今回使うフレームワーク「理解の構造」は、「人間の理解とは知識のネットワークである」という考えに基づいています。

「理解する」とは知識のネットワークができること

疾病を含めて自然界の事実は、人間が理解できてもできなくても変わりません。疾病を理解できないのは、疾病で起こる事実がわからなかったり解釈できなかったりするため、解釈同士をつなげて知識ネットワークを作れないからであると考えます。事実を発見して解釈し、既にある知識とつなげることで疾病が理解できるようになります。

「理解の構造」では事実発見から理解に至るまでを次の4段階に分けます。

 事実:人間の理解に関わらず変わらないもの
 解釈:事実と直結した概念
 解決:解釈同士が連結したもの
 理解:新知識と従来の知識がネットワークになったもの

今回は申請書を「理解の構造」で整理し、その売り、強み、弱みを明らかにしていきます。この方法は、従来の循研ピアレビューの手順(1. 問題点の洗い出し、2. 強みの抽出、3. 売りの絞り込み、4. 全体像の構築)を逆転した形です。双方向性の考え方をすることで、より問題の本質に近づくことを目指します。

「理解の構造」は、論文の構造そのものでもあります。循研ピアレビューに「理解の構造」を取り入れて、研究の最初からそれ意識することで計画、実施、論文作成を一元的に捉えることが可能になり、研究の全体像がより把握しやすくなります。また研究中に何回も理解の構造をブラッシュアップすることにより、問題発見・解決力が飛躍的に向上すると期待されます。

理解の構造:申請書と論文

問題解決フレームワークと自転車(2017.8.31)

複雑な問題は一人では解決できず、何人かで相談することはよくあると思います。何人かで考えることは様々な視点を得る良い手段です。しかし、メンバーの視点が様々であるため焦点がボケたり方向を見失うことがありますし、メンバー同士の誤解のためかえって解決から遠ざかってしまうこともあります。だからと言って他のメンバーと違う意見を控えてしまっては、みんなで考える意味がありません。

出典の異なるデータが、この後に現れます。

#![no_std]

extern crate alloc;

use alloc::vec::Vec;
use core::ops::Index;
use serde::{Deserialize, Serialize};

pub use engine::*;
pub use error::*;
pub use generator::*;
pub use puzzle::*;
pub use tile::*;
pub use types::*;

mod engine;
mod error;
mod generator;
mod puzzle;
mod tile;
mod types;

/// Count type for tiles in a stopping game.
pub type TileCount = u16;

#[derive(Copy, Clone, Debug, PartialEq, Eq, Serialize, Deserialize)]
pub struct StoppingConfig {
    pub tiles: TileCount,
}

impl StoppingConfig {
    pub const DEFAULT_TILES: TileCount = 30;

    pub const fn new_unchecked(tiles: TileCount) -> Self {
        Self { tiles }
    }

    pub fn new(tiles: TileCount) -> Self {
        Self::new_unchecked(tiles.clamp(1, TileId::MAX))
    }
}

impl Default for StoppingConfig {
    fn default() -> Self {
        Self::new_unchecked(Self::DEFAULT_TILES)
    }
}

/// Hidden values of a stopping game, fixed at creation.
#[derive(Clone, Debug, PartialEq, Eq, Serialize, Deserialize)]
#[serde(try_from = "RawTileLayout")]
pub struct TileLayout {
    values: Vec<TileValue>,
    best_value: TileValue,
}

impl TileLayout {
    pub(crate) fn new_unchecked(values: Vec<TileValue>) -> Self {
        let best_value = values.iter().copied().max().unwrap_or_default();
        Self { values, best_value }
    }

    pub fn from_values(values: Vec<TileValue>) -> Result<Self> {
        if values.is_empty() || values.len() > usize::from(TileId::MAX) {
            return Err(GameError::InvalidLayout);
        }
        if !values.iter().all(|&value| is_valid_tile_value(value)) {
            return Err(GameError::InvalidLayout);
        }

        Ok(Self::new_unchecked(values))
    }

    pub fn stopping_config(&self) -> StoppingConfig {
        StoppingConfig::new_unchecked(self.tile_count())
    }

    pub fn tile_count(&self) -> TileCount {
        // bounded by `from_values` and `StoppingConfig::new`
        self.values.len() as TileCount
    }

    pub fn values(&self) -> &[TileValue] {
        &self.values
    }

    pub fn best_value(&self) -> TileValue {
        self.best_value
    }
}

#[derive(Deserialize)]
struct RawTileLayout {
    values: Vec<TileValue>,
    best_value: TileValue,
}

impl TryFrom<RawTileLayout> for TileLayout {
    type Error = GameError;

    fn try_from(raw: RawTileLayout) -> Result<Self> {
        let layout = Self::from_values(raw.values)?;
        if layout.best_value != raw.best_value {
            return Err(GameError::InvalidLayout);
        }
        Ok(layout)
    }
}

impl Index<TileId> for TileLayout {
    type Output = TileValue;

    fn index(&self, tile_id: TileId) -> &Self::Output {
        &self.values[usize::from(tile_id)]
    }
}

#[derive(Copy, Clone, Debug, PartialEq, Eq, Serialize, Deserialize)]
pub struct PuzzleConfig {
    pub size: u8,
    pub shuffle_moves: u16,
}

impl PuzzleConfig {
    pub const DEFAULT_SIZE: u8 = 4;
    pub const MIN_SIZE: u8 = 2;
    pub const MAX_SIZE: u8 = 15;
    pub const DEFAULT_SHUFFLE_MOVES: u16 = 200;

    pub const fn new_unchecked(size: u8, shuffle_moves: u16) -> Self {
        Self {
            size,
            shuffle_moves,
        }
    }

    pub fn new(size: u8, shuffle_moves: u16) -> Self {
        Self::new_unchecked(size.clamp(Self::MIN_SIZE, Self::MAX_SIZE), shuffle_moves)
    }

    pub const fn total_cells(&self) -> u8 {
        self.size.saturating_mul(self.size)
    }
}

impl Default for PuzzleConfig {
    fn default() -> Self {
        Self::new_unchecked(Self::DEFAULT_SIZE, Self::DEFAULT_SHUFFLE_MOVES)
    }
}

/// Arrangement of a sliding puzzle, `0` standing for the empty cell.
#[derive(Clone, Debug, PartialEq, Eq, Serialize, Deserialize)]
#[serde(try_from = "RawBoardLayout")]
pub struct BoardLayout {
    size: u8,
    cells: Vec<CellValue>,
    empty_index: CellIndex,
}

impl BoardLayout {
    /// Cell `i` holds `i + 1` and the last cell is empty.
    pub fn solved(size: u8) -> Self {
        let size = size.clamp(PuzzleConfig::MIN_SIZE, PuzzleConfig::MAX_SIZE);
        let total = size * size;
        let cells = (0..total).map(|i| (i + 1) % total).collect();
        Self {
            size,
            cells,
            empty_index: total - 1,
        }
    }

    pub fn from_cells(size: u8, cells: Vec<CellValue>) -> Result<Self> {
        if !(PuzzleConfig::MIN_SIZE..=PuzzleConfig::MAX_SIZE).contains(&size) {
            return Err(GameError::InvalidLayout);
        }
        let total = size * size;
        if cells.len() != usize::from(total) {
            return Err(GameError::InvalidLayout);
        }

        let mut seen = [false; 256];
        for &value in &cells {
            if value >= total || seen[usize::from(value)] {
                return Err(GameError::InvalidLayout);
            }
            seen[usize::from(value)] = true;
        }

        let empty_index = cells
            .iter()
            .position(|&value| value == 0)
            .ok_or(GameError::InvalidLayout)? as CellIndex;

        Ok(Self {
            size,
            cells,
            empty_index,
        })
    }

    pub fn size(&self) -> u8 {
        self.size
    }

    pub fn cells(&self) -> &[CellValue] {
        &self.cells
    }

    pub fn empty_index(&self) -> CellIndex {
        self.empty_index
    }

    pub fn total_cells(&self) -> u8 {
        self.size * self.size
    }

    pub fn contains(&self, index: CellIndex) -> bool {
        index < self.total_cells()
    }

    pub fn is_solved(&self) -> bool {
        let last = self.total_cells() - 1;
        self.cells[usize::from(last)] == 0
            && (0..last).all(|i| self.cells[usize::from(i)] == i + 1)
    }

    pub fn is_in_place(&self, index: CellIndex) -> bool {
        self.contains(index) && self[index] != 0 && self[index] == index + 1
    }

    pub fn iter_adjacent(&self, index: CellIndex) -> AdjacentIter {
        AdjacentIter::new(index, self.size)
    }

    pub fn is_adjacent_to_empty(&self, index: CellIndex) -> bool {
        self.iter_adjacent(self.empty_index).any(|pos| pos == index)
    }

    /// Cell reached from `index` by moving one step in `direction`.
    pub fn step(&self, index: CellIndex, direction: Direction) -> Option<CellIndex> {
        let (col, row) = (index % self.size, index / self.size);
        let (col, row) = match direction {
            Direction::Up => (col, row.checked_sub(1)?),
            Direction::Down => (col, row + 1),
            Direction::Left => (col.checked_sub(1)?, row),
            Direction::Right => (col + 1, row),
        };
        (col < self.size && row < self.size).then(|| row * self.size + col)
    }

    pub(crate) fn swap_with_empty(&mut self, index: CellIndex) {
        self.cells
            .swap(usize::from(index), usize::from(self.empty_index));
        self.empty_index = index;
    }
}

#[derive(Deserialize)]
struct RawBoardLayout {
    size: u8,
    cells: Vec<CellValue>,
    empty_index: CellIndex,
}

impl TryFrom<RawBoardLayout> for BoardLayout {
    type Error = GameError;

    fn try_from(raw: RawBoardLayout) -> Result<Self> {
        let board = Self::from_cells(raw.size, raw.cells)?;
        if board.empty_index != raw.empty_index {
            return Err(GameError::InvalidLayout);
        }
        Ok(board)
    }
}

impl Index<CellIndex> for BoardLayout {
    type Output = CellValue;

    fn index(&self, index: CellIndex) -> &Self::Output {
        &self.cells[usize::from(index)]
    }
}

#[derive(Copy, Clone, Debug, PartialEq, Eq)]
pub enum RevealOutcome {
    /// The tile is pending, either `accept` or `reject` may follow.
    Revealed,
    /// The last hidden tile was revealed, only `accept` may follow.
    MustAccept,
}

impl RevealOutcome {
    pub const fn is_forced(self) -> bool {
        matches!(self, Self::MustAccept)
    }
}

/// Result of accepting a tile, what a caller forwards to score keeping.
#[derive(Copy, Clone, Debug, PartialEq, Eq, Serialize, Deserialize)]
pub struct Decision {
    pub tile_id: TileId,
    pub accepted_value: TileValue,
    pub best_value: TileValue,
    pub did_win: bool,
}

#[derive(Copy, Clone, Debug, PartialEq, Eq)]
pub enum SlideOutcome {
    Moved,
    Solved,
}

impl SlideOutcome {
    pub const fn is_solved(self) -> bool {
        matches!(self, Self::Solved)
    }
}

そんな時には、考えに一定の型(フレームワーク)を与えることが有効です。フレームワークは「考え」を入れ物(フレームワーク)と中身に分け、入れ物は統一して混乱を避けつつ中身の多様性を確保する方法です。

フレームワークは文字通り「考え方の型」であり、考え方を揃えることで中身に集中するためのものです。考えの抜けを防ぐためのチェックリストでもあります。また、「今ここを話してるよね」「今からここの検討だよね」と確認するためのコミュニケーション・ツールとして使うこともできます。

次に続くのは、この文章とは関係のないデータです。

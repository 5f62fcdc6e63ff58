use super::handlers::HandlerMap;
use super::key::QualifiedKey;
use crate::error::{Result, WrapError};
use crate::store::StoreEngine;
use std::collections::HashMap;
use std::fmt;
use tracing::debug;

/// A read-only view of one getter in the store's registry.
///
/// Nothing is cached: each [`get`](Self::get) asks the store again.
#[derive(Clone)]
pub struct GetterAccessor<E> {
    name: String,
    key: QualifiedKey,
    store: E,
}

impl<E: StoreEngine> GetterAccessor<E> {
    pub fn key(&self) -> &QualifiedKey {
        &self.key
    }

    /// Current value, or `None` if the store has no getter under this key.
    pub fn get(&self) -> Option<E::Value> {
        self.store.getter(self.key.as_str())
    }

    /// Getters cannot be written; this always fails.
    pub fn set(&self, _value: E::Value) -> Result<()> {
        Err(WrapError::ReadOnlyProperty {
            name: self.name.clone(),
        })
    }
}

impl<E> fmt::Debug for GetterAccessor<E> {
    fn fmt(&self, f: &mut fmt::Formatter<'_>) -> fmt::Result {
        f.debug_struct("GetterAccessor")
            .field("key", &self.key)
            .finish()
    }
}

/// The result of [`wrap_getters`]: one live accessor per identifier.
pub struct Getters<E> {
    accessors: HashMap<String, GetterAccessor<E>>,
    names: Vec<String>,
}

impl<E> Getters<E> {
    pub fn get(&self, name: &str) -> Option<&GetterAccessor<E>> {
        self.accessors.get(name)
    }

    /// Wrapped identifiers in handler-map order.
    pub fn names(&self) -> impl Iterator<Item = &str> {
        self.names.iter().map(String::as_str)
    }

    pub fn len(&self) -> usize {
        self.names.len()
    }

    pub fn is_empty(&self) -> bool {
        self.names.is_empty()
    }
}

impl<E: StoreEngine> Getters<E> {
    /// Current value of the getter wrapped under `name`.
    ///
    /// `None` both for unknown names and for keys the store does not
    /// currently define.
    pub fn value(&self, name: &str) -> Option<E::Value> {
        self.accessors.get(name)?.get()
    }

    /// Getters cannot be written; this always fails.
    ///
    /// Names that were never wrapped get the same error: no entry can be
    /// added to a wrapped getter set either.
    pub fn set(&self, name: &str, _value: E::Value) -> Result<()> {
        Err(WrapError::ReadOnlyProperty {
            name: name.to_string(),
        })
    }
}

impl<E> fmt::Debug for Getters<E> {
    fn fmt(&self, f: &mut fmt::Formatter<'_>) -> fmt::Result {
        f.debug_struct("Getters")
            .field("names", &self.names)
            .finish()
    }
}

/// Build one [`GetterAccessor`] per entry of `handlers`.
///
/// Each accessor reads `store.getter(qualify(name, namespace))` on every
/// access. Identifier problems are reported here, not on first read.
///
/// # Examples
///
/// ```
/// use std::sync::Arc;
/// use storewrap::{wrap_getters, GetterFn, HandlerMap, Store};
///
/// #[derive(Clone)]
/// struct Totals {
///     sum: i64,
/// }
///
/// let store: Store<Totals, (), i64> = Store::new(Totals { sum: 3 });
/// let total: GetterFn<Totals, i64> = Arc::new(|state| state.sum);
/// let handlers = HandlerMap::new().with("total", total);
/// store.register_getters("", &handlers).unwrap();
///
/// let getters = wrap_getters(&store, &handlers, "").unwrap();
/// assert_eq!(getters.value("total"), Some(3));
///
/// store.replace_state(Totals { sum: 8 });
/// assert_eq!(getters.value("total"), Some(8));
/// ```
pub fn wrap_getters<E, H>(
    store: &E,
    handlers: &HandlerMap<H>,
    namespace: &str,
) -> Result<Getters<E>>
where
    E: StoreEngine + Clone,
{
    let entries = handlers.qualified(namespace)?;

    let mut accessors = HashMap::with_capacity(entries.len());
    let mut names = Vec::with_capacity(entries.len());
    for (identifier, key, _) in entries {
        names.push(identifier.to_string());
        accessors.insert(
            identifier.to_string(),
            GetterAccessor {
                name: identifier.to_string(),
                key,
                store: store.clone(),
            },
        );
    }

    debug!(namespace, count = names.len(), "wrapped getters");
    Ok(Getters { accessors, names })
}
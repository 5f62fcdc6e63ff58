//! Error types for wrapping and dispatch.

use thiserror::Error;

/// Errors raised while building or using wrapped accessors.
#[derive(Debug, Clone, PartialEq, Eq, Error)]
pub enum WrapError {
    /// A handler was supplied without a usable identifier.
    #[error("handler in namespace {namespace:?} has no identifier")]
    InvalidHandlerIdentity { namespace: String },

    /// Two handlers in one map qualify to the same key.
    #[error("duplicate key: {key}")]
    DuplicateKey { key: String },

    /// A write was attempted on a getter accessor.
    #[error("getter is read-only: {name}")]
    ReadOnlyProperty { name: String },
}

/// Errors raised by the bundled in-memory [`Store`](crate::Store).
#[derive(Debug, Clone, PartialEq, Eq, Error)]
pub enum StoreError {
    /// No mutation handler is registered under the resolved key.
    #[error("unknown mutation: {key}")]
    UnknownMutation { key: String },
}

/// Convenience type alias for wrapping operations.
pub type Result<T> = std::result::Result<T, WrapError>;
//! The store contract accessors are built over, plus an in-memory store.
//!
//! [`StoreEngine`] is the seam: anything that can commit a keyed mutation,
//! fan commits out to subscribers and answer live getter reads can be
//! wrapped. [`Store`] is a thread-safe implementation of it.

mod engine;
mod store;

pub use engine::{CommitOptions, Disposer, KeyScope, MutationEvent, StoreEngine};
pub use store::{GetterFn, MutationFn, Store};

試しにネットで「問題解決フレームワーク」を検索してみるとたくさんの種類が出てきます。これは、やりたいことや問題の性質により適切な考え方が違うからです。

例えて言うならフレームワークは自転車のようなものです。自転車を使うと歩くより速く、より遠くまで行けますし、荷物を運ぶこともできます。しかし自転車だけで力を発揮することはできません。目的に合わない自転車は不便ですし、場合によってはお荷物になることもあります。乗り手の技量も重要です。

自転車と同様にフレームワークの使いこなしにも練習が必要です。そのためには、集中して何回も繰り返すことが大切です。皆さんも自転車の練習で転んだり擦りむいたりしたかも知れません。しかし練習すれば自転車に乗れるようになります。

自転車に乗れたらそこで終わりではありません。自転車に乗ることが自然になってきたらもっと遠くに行きたくなり、乗るのがさらに上手になります。

フレームワークも一旦使えるようになると、皆さんの考え方の一部になり、なぜ使えなかったのかも分からなくなるぐらいになります。そして研究以外の問題でも自然にフレームワークを使うようになり、ますます上手に使えるようになります。

研究とは考え方の集中的な練習です。研究を経験するということは、この一生使い成長し続ける力を手にすることだと私は思います。